If he himself doesn't believe his company is going to last a generation, then the quickest way to cash out (for himself, his family, and the causes he believes in) without raising alarms is to claim it's for his non-profit, right?
It's not a 'death' tax. It's an inheritance tax that is paid by the person receiving the money. If he doesn't let relatives inherit enough of his wealth, then none of it gets taxed.
tl;dr: Mark Zuckerberg is proposing to restructure Facebook's stock in a way that trades his future dividends for present-day spending money. He plans to spend this money philanthropically, through the Chan Zuckerberg Initiative.

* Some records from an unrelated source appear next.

//! Users — the submitters of climate-hazard reports.
//!
//! Like events, users are external entities with caller-supplied ids. The
//! core never mutates a user in place: trust-score changes are applied as
//! fresh trust-score atoms so the full history stays queryable.

use std::fmt;

use serde::{Deserialize, Serialize};

/// Default trust score for a new user.
pub const DEFAULT_TRUST_SCORE: i64 = 50;

/// Caller-supplied stable user identifier.
#[derive(Debug, Clone, PartialEq, Eq, Hash, Serialize, Deserialize)]
#[serde(transparent)]
pub struct UserId(String);

impl UserId {
    /// Wraps a caller-supplied id.
    #[must_use]
    pub fn new(id: impl Into<String>) -> Self {
        Self(id.into())
    }

    /// Returns the id as a string slice.
    #[must_use]
    pub fn as_str(&self) -> &str {
        &self.0
    }

    /// Returns true if the id is empty after trimming.
    #[must_use]
    pub fn is_empty(&self) -> bool {
        self.0.trim().is_empty()
    }
}

impl fmt::Display for UserId {
    fn fmt(&self, f: &mut fmt::Formatter<'_>) -> fmt::Result {
        f.write_str(&self.0)
    }
}

impl From<&str> for UserId {
    fn from(s: &str) -> Self {
        Self::new(s)
    }
}

impl From<String> for UserId {
    fn from(s: String) -> Self {
        Self(s)
    }
}

/// A community member who submits reports.
///
/// Trust scores start at 50 and range conceptually over 0–100+; they are
/// only ever changed through trust-score-delta atoms.
#[derive(Debug, Clone, PartialEq, Serialize, Deserialize)]
pub struct User {
    /// Caller-supplied stable id.
    pub id: UserId,

    /// Current trust score as known to the caller.
    pub trust_score: i64,

    /// Home region, also the fallback region for submitted events.
    #[serde(skip_serializing_if = "Option::is_none")]
    pub location: Option<String>,

    /// Payout wallet address.
    #[serde(skip_serializing_if = "Option::is_none")]
    pub wallet: Option<String>,
}

impl User {
    /// Creates a user with the default trust score.
    #[must_use]
    pub fn new(id: impl Into<UserId>) -> Self {
        Self {
            id: id.into(),
            trust_score: DEFAULT_TRUST_SCORE,
            location: None,
            wallet: None,
        }
    }

    /// Sets the trust score.
    #[must_use]
    pub const fn with_trust_score(mut self, score: i64) -> Self {
        self.trust_score = score;
        self
    }

    /// Sets the home region.
    #[must_use]
    pub fn with_location(mut self, location: impl Into<String>) -> Self {
        self.location = Some(location.into());
        self
    }

    /// Sets the wallet address.
    #[must_use]
    pub fn with_wallet(mut self, wallet: impl Into<String>) -> Self {
        self.wallet = Some(wallet.into());
        self
    }
}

Why not? The Facebook platform doesn't have a blogging component, so they have to use a CMS, or a custom written solution, or just public static HTML.

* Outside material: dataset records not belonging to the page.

use witnesskb::{
    AlertLevel, CascadeConfig, ConfidenceScores, EventType, ImpactFilter, Namespace, Pattern,
    QueryGateway, ReportOutcome, ReportedEvent, Term, User, Value, WitnessRequest,
    WitnessResponse, WitnessRuntime, WitnessRuntimeConfig,
};

use chrono::{Duration, Utc};

fn gateway() -> QueryGateway {
    QueryGateway::new(CascadeConfig::default())
}

fn verified_event(gw: &QueryGateway, id: &str, event_type: EventType, user: &User) -> ReportedEvent {
    let event = ReportedEvent::new(id, event_type, user.id.as_str())
        .with_coords(3.119, 35.597)
        .with_timestamp(Utc::now())
        .with_evidence("/uploads/evidence.jpg");
    let record = gw
        .submit(&event, user, ConfidenceScores::new(0.9, 0.0))
        .unwrap();
    assert!(record.verified);
    event
}

#[test]
fn trust_score_walk_keeps_full_history() {
    let gw = gateway();
    let user = User::new("user-1");

    // Submission writes the baseline score of 50.
    verified_event(&gw, "evt-1", EventType::Drought, &user);

    let up = gw
        .derive_trust_delta(&user, ReportOutcome::ConfirmedAccurate)
        .unwrap();
    assert_eq!(up, 65);

    let down = gw
        .derive_trust_delta(&user, ReportOutcome::FalseReport)
        .unwrap();
    assert_eq!(down, 55);

    // 50 -> 65 -> 55, every intermediate still queryable.
    let history = gw
        .query(
            Namespace::Trust,
            &Pattern::attribute(Term::symbol("user-1"), "trust-score", Term::var("s")),
        )
        .unwrap();
    let scores: Vec<i64> = history
        .iter()
        .filter_map(|b| b.get("s").and_then(Value::as_int))
        .collect();
    assert_eq!(scores, vec![50, 65, 55]);

    assert_eq!(
        gw.store()
            .latest_attribute(Namespace::Trust, "user-1", "trust-score")
            .unwrap(),
        Some(Value::Int(55))
    );
}

#[test]
fn malicious_outcome_clamps_at_zero() {
    let gw = gateway();
    let user = User::new("user-1").with_trust_score(20);

    let score = gw
        .derive_trust_delta(&user, ReportOutcome::Malicious)
        .unwrap();
    assert_eq!(score, 0);

    let again = gw
        .derive_trust_delta(&user, ReportOutcome::FalseReport)
        .unwrap();
    assert_eq!(again, 0);
}

#[test]
fn payout_pays_policy_holders_only() {
    let gw = gateway();
    let holder = User::new("user-1");
    let bystander = User::new("user-2");
    gw.add_policy(&holder.id, 1000.0, 0.8).unwrap();

    let insured = verified_event(&gw, "evt-1", EventType::Drought, &holder);
    let uninsured = verified_event(&gw, "evt-2", EventType::Drought, &bystander);

    let payout = gw.derive_payout(&insured).unwrap().unwrap();
    assert!((payout.amount - 800.0).abs() < f64::EPSILON);
    assert_eq!(payout.holder, holder.id);
    assert!((payout.coverage - 1000.0).abs() < f64::EPSILON);

    assert_eq!(gw.derive_payout(&uninsured).unwrap(), None);

    // The payout itself becomes a queryable economic fact.
    let recorded = gw
        .query(
            Namespace::Economic,
            &Pattern::attribute(Term::symbol("drought_evt-1"), "payout", Term::var("amt")),
        )
        .unwrap();
    assert_eq!(recorded.len(), 1);
}

#[test]
fn payout_requires_verification() {
    let gw = gateway();
    let holder = User::new("user-1");
    gw.add_policy(&holder.id, 1000.0, 0.8).unwrap();

    let pending = ReportedEvent::new("evt-1", EventType::Flood, "user-1");
    gw.submit(&pending, &holder, ConfidenceScores::default())
        .unwrap();

    assert_eq!(gw.derive_payout(&pending).unwrap(), None);
}

#[test]
fn alert_level_steps_with_verified_event_count() {
    let gw = gateway();
    let user = User::new("user-1").with_location("turkana");
    let window = Duration::hours(24);

    // No verified events anywhere yet.
    assert_eq!(
        gw.derive_alert("turkana", &EventType::Drought, window).unwrap(),
        AlertLevel::None
    );

    verified_event(&gw, "evt-1", EventType::Drought, &user);
    verified_event(&gw, "evt-2", EventType::Drought, &user);
    assert_eq!(
        gw.derive_alert("turkana", &EventType::Drought, window).unwrap(),
        AlertLevel::Low
    );

    verified_event(&gw, "evt-3", EventType::Drought, &user);
    assert_eq!(
        gw.derive_alert("turkana", &EventType::Drought, window).unwrap(),
        AlertLevel::Medium
    );

    verified_event(&gw, "evt-4", EventType::Drought, &user);
    assert_eq!(
        gw.derive_alert("turkana", &EventType::Drought, window).unwrap(),
        AlertLevel::High
    );

    // Other regions and other hazard types stay quiet.
    assert_eq!(
        gw.derive_alert("kisumu", &EventType::Drought, window).unwrap(),
        AlertLevel::None
    );
    assert_eq!(
        gw.derive_alert("turkana", &EventType::Flood, window).unwrap(),
        AlertLevel::None
    );

    // Each raised level left an early-warning fact behind.
    let warnings = gw
        .query(
            Namespace::Prediction,
            &Pattern::relation(
                "early-warning",
                vec![
                    Term::lit("turkana"),
                    Term::symbol("drought"),
                    Term::var("level"),
                ],
            ),
        )
        .unwrap();
    assert_eq!(warnings.len(), 3);
    assert_eq!(
        warnings.last().unwrap().get("level"),
        Some(&Value::symbol("high"))
    );
}

#[test]
fn impact_summary_aggregates_verified_events() {
    let gw = gateway();
    let turkana = User::new("user-1").with_location("turkana");
    let kisumu = User::new("user-2").with_location("kisumu");

    verified_event(&gw, "evt-1", EventType::Drought, &turkana);
    verified_event(&gw, "evt-2", EventType::Drought, &turkana);
    verified_event(&gw, "evt-3", EventType::Flood, &kisumu);

    // A pending event never counts.
    gw.submit(
        &ReportedEvent::new("evt-4", EventType::Locust, "user-1"),
        &turkana,
        ConfidenceScores::default(),
    )
    .unwrap();

    let all = gw.economic_impact(&ImpactFilter::all()).unwrap();
    assert_eq!(all.events, 3);
    assert_eq!(all.by_category.get("Livestock_Risk"), Some(&2));
    assert_eq!(all.by_category.get("Infrastructure_Damage"), Some(&1));
    assert!((all.severity_index - 2.6).abs() < 1e-9);

    let turkana_only = gw
        .economic_impact(&ImpactFilter::all().with_region("turkana"))
        .unwrap();
    assert_eq!(turkana_only.events, 2);
    assert_eq!(turkana_only.by_category.get("Infrastructure_Damage"), None);

    let recent = gw
        .economic_impact(&ImpactFilter::all().with_window(Duration::hours(1)))
        .unwrap();
    assert_eq!(recent.events, 3);
}

#[test]
fn trailing_window_excludes_older_verifications() {
    let gw = gateway();
    let user = User::new("user-1").with_location("turkana");
    verified_event(&gw, "evt-1", EventType::Drought, &user);

    // Let the verification age past a deliberately tiny window.
    std::thread::sleep(std::time::Duration::from_millis(80));

    assert_eq!(
        gw.derive_alert("turkana", &EventType::Drought, Duration::milliseconds(10))
            .unwrap(),
        AlertLevel::None
    );
    let recent = gw
        .economic_impact(&ImpactFilter::all().with_window(Duration::milliseconds(10)))
        .unwrap();
    assert_eq!(recent.events, 0);

    // Unwindowed aggregates still see the event.
    assert_eq!(gw.economic_impact(&ImpactFilter::all()).unwrap().events, 1);
    assert_eq!(
        gw.derive_alert("turkana", &EventType::Drought, Duration::hours(24))
            .unwrap(),
        AlertLevel::Low
    );
}

#[test]
fn duplicate_submission_does_not_double_count_aggregates() {
    let gw = gateway();
    let user = User::new("user-1").with_location("turkana");

    // Same event id twice: the atoms are duplicated, the event is not.
    verified_event(&gw, "evt-1", EventType::Drought, &user);
    verified_event(&gw, "evt-1", EventType::Drought, &user);

    let summary = gw.economic_impact(&ImpactFilter::all()).unwrap();
    assert_eq!(summary.events, 1);
    assert_eq!(summary.by_category.get("Livestock_Risk"), Some(&1));
    assert!((summary.severity_index - 1.0).abs() < 1e-9);

    assert_eq!(
        gw.derive_alert("turkana", &EventType::Drought, Duration::hours(24))
            .unwrap(),
        AlertLevel::Low
    );
}

#[test]
fn routed_runtime_runs_the_full_flow() {
    let runtime = WitnessRuntime::new(
        QueryGateway::new(CascadeConfig::default()),
        WitnessRuntimeConfig::default(),
    );
    let user = User::new("user-1").with_location("turkana");
    let event = ReportedEvent::new("evt-1", EventType::Drought, "user-1")
        .with_coords(3.119, 35.597)
        .with_timestamp(Utc::now())
        .with_evidence("/uploads/evidence.jpg");

    runtime.gateway().add_policy(&user.id, 1000.0, 0.8).unwrap();

    let WitnessResponse::Verification(record) = runtime
        .execute(WitnessRequest::Submit {
            event: event.clone(),
            user: user.clone(),
            scores: ConfidenceScores::new(0.9, 0.0),
        })
        .unwrap()
    else {
        panic!("expected verification response");
    };
    assert!(record.verified);

    let WitnessResponse::Payout(Some(payout)) = runtime
        .execute(WitnessRequest::Payout { event })
        .unwrap()
    else {
        panic!("expected payout");
    };
    assert!((payout.amount - 800.0).abs() < f64::EPSILON);

    let WitnessResponse::Stats(stats) = runtime.execute(WitnessRequest::Stats).unwrap() else {
        panic!("expected stats");
    };
    assert_eq!(stats.verification_attempts, 1);
}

Perhaps you should jump to the actual value statement you're making ("Real tech companies shouldn't use X (Wordpress)" or "Real tech companies should use Y")
Wouldn't call it a standards bearer then - it really picked up momentum around 2010. Many shops that use Ruby, or whatever the cool kids are using, in their core products, deploy their public-facing site using Wordpress.
Nobody here likes corpspeak, but you can't post comments like this to Hacker News. Please read the HN guidelines and post civilly and substantively, or not at all.
If he wants day-to-day control as a founder but doesn't want to keep an ownership interest, then he can sell his shares and apply for the job of CEO. But that means he can be fired. So he wants to be CEO, not own the company, and yet nobody can fire him. The Romans had a word for that: Tyrant, with tyrannicide being a virtue. This scheme is doomed. The sooner he realizes it the fewer heads will roll during the cleanup.
> Everything we do at Facebook is focused on our mission to make the world more open and connected.
I often find that when I follow Facebook links, I get a login page, requiring me to create an account to see the content.
And not even for Facebook itself, I tried to look at images on Pinterest the other day, and if I followed more than one link, I'd get an overlay requiring me to login via Facebook. The site was almost unusable if I wasn't logged into Facebook.
The only other sites I've visited in a long time, that hide content unless I login, are newspaper sites.